Activity: Copy out each line of the data holding "CreateCustomerRequest".

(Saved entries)
————————

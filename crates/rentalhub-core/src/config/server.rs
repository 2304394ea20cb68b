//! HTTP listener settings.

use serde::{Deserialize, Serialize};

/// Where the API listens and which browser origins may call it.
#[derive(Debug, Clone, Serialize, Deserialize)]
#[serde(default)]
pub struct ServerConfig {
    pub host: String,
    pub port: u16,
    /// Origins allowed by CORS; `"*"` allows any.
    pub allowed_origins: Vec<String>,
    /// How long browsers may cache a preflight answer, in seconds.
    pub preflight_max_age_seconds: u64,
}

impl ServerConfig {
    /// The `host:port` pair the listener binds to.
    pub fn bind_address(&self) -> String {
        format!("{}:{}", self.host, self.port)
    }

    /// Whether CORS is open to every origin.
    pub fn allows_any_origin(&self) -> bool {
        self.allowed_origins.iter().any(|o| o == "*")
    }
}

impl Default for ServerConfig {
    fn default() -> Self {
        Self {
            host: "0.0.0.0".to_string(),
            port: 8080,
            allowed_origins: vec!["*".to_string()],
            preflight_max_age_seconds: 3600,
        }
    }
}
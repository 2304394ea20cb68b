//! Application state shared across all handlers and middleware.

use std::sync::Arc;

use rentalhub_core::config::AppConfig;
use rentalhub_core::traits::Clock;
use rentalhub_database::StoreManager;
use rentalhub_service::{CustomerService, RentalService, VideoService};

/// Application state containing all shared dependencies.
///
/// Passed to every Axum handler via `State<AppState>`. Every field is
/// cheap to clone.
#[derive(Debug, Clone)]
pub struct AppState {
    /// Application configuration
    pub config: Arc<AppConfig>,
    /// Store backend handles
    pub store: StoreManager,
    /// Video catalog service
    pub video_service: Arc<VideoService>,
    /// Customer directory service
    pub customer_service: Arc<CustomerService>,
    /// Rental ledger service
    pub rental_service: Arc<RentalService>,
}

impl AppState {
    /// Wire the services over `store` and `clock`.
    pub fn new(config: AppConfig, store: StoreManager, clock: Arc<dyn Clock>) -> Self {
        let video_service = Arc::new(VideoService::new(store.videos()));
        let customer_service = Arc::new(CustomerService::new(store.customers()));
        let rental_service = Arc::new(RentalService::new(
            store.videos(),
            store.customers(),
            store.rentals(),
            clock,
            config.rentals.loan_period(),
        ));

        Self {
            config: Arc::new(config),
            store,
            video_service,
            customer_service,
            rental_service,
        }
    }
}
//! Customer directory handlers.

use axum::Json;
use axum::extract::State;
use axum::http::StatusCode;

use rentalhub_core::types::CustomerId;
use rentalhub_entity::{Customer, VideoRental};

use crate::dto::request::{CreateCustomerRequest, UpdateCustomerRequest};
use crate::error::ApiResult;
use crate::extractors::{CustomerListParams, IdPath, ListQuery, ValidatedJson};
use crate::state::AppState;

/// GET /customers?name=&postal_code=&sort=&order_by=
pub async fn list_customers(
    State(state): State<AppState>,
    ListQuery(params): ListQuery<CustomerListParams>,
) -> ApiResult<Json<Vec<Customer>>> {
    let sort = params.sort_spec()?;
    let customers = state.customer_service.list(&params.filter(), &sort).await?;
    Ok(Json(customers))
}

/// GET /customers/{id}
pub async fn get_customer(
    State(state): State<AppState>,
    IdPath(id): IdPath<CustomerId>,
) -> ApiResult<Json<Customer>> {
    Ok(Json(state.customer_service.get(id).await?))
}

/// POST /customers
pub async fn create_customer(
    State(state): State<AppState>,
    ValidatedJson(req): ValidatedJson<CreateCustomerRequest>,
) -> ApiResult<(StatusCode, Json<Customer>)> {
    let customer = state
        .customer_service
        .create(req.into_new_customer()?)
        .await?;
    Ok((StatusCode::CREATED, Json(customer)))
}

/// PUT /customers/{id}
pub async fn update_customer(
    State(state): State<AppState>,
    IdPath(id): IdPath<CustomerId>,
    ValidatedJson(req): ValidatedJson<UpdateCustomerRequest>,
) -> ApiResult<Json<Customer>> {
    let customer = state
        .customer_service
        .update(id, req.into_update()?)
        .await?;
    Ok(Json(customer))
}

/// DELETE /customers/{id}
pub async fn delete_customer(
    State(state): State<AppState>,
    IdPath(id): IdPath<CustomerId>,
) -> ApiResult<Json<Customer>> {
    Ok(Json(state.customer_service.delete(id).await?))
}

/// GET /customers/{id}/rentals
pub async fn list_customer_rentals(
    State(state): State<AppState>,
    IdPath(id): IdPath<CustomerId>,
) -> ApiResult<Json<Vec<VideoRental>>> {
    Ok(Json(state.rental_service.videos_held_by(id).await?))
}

————————

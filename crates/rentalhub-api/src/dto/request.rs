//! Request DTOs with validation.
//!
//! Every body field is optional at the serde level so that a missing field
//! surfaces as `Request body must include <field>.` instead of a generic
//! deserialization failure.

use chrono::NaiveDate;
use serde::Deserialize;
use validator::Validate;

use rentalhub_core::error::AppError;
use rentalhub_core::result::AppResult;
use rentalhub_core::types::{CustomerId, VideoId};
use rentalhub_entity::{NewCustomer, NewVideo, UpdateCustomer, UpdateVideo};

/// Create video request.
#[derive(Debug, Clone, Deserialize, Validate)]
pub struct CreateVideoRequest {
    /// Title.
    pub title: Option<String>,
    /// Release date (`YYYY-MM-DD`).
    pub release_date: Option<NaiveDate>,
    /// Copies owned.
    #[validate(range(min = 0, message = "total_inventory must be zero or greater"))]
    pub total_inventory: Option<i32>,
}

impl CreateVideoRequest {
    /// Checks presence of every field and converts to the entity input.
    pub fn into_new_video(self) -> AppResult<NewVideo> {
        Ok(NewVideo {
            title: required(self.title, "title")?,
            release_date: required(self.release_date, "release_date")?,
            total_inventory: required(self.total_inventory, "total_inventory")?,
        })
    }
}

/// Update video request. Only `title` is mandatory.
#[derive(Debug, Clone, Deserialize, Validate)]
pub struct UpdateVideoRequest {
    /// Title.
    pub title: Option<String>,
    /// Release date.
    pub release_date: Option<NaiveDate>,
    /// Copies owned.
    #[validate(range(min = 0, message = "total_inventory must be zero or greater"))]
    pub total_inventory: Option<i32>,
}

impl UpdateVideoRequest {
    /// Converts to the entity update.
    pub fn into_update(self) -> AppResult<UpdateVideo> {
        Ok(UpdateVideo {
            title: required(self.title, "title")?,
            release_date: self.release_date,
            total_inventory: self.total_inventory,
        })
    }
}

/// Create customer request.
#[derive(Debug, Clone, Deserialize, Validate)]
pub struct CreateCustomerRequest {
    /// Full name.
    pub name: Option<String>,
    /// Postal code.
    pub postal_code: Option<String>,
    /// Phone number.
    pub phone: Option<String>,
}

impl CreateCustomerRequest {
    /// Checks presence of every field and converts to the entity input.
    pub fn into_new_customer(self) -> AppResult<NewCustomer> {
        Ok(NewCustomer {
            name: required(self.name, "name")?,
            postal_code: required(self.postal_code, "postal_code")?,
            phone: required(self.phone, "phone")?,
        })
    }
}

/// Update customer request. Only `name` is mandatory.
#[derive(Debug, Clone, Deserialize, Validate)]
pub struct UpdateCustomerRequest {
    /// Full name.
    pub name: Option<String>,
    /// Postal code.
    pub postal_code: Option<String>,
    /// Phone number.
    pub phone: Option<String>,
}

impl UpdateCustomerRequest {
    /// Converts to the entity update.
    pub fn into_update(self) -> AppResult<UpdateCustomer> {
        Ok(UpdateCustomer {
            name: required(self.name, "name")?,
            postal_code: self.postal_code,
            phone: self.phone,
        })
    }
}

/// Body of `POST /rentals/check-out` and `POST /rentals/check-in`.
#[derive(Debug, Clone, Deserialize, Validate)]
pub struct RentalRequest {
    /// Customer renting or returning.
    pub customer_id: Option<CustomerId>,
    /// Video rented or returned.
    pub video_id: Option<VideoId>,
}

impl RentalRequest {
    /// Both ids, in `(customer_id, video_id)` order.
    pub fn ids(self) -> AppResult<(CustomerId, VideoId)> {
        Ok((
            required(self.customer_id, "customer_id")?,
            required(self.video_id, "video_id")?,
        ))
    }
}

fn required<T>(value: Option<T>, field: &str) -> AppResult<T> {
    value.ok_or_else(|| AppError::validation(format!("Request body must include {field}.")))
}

————————

Response to this task:
use crate::dto::request::{CreateCustomerRequest, UpdateCustomerRequest};
    ValidatedJson(req): ValidatedJson<CreateCustomerRequest>,
pub struct CreateCustomerRequest {
impl CreateCustomerRequest {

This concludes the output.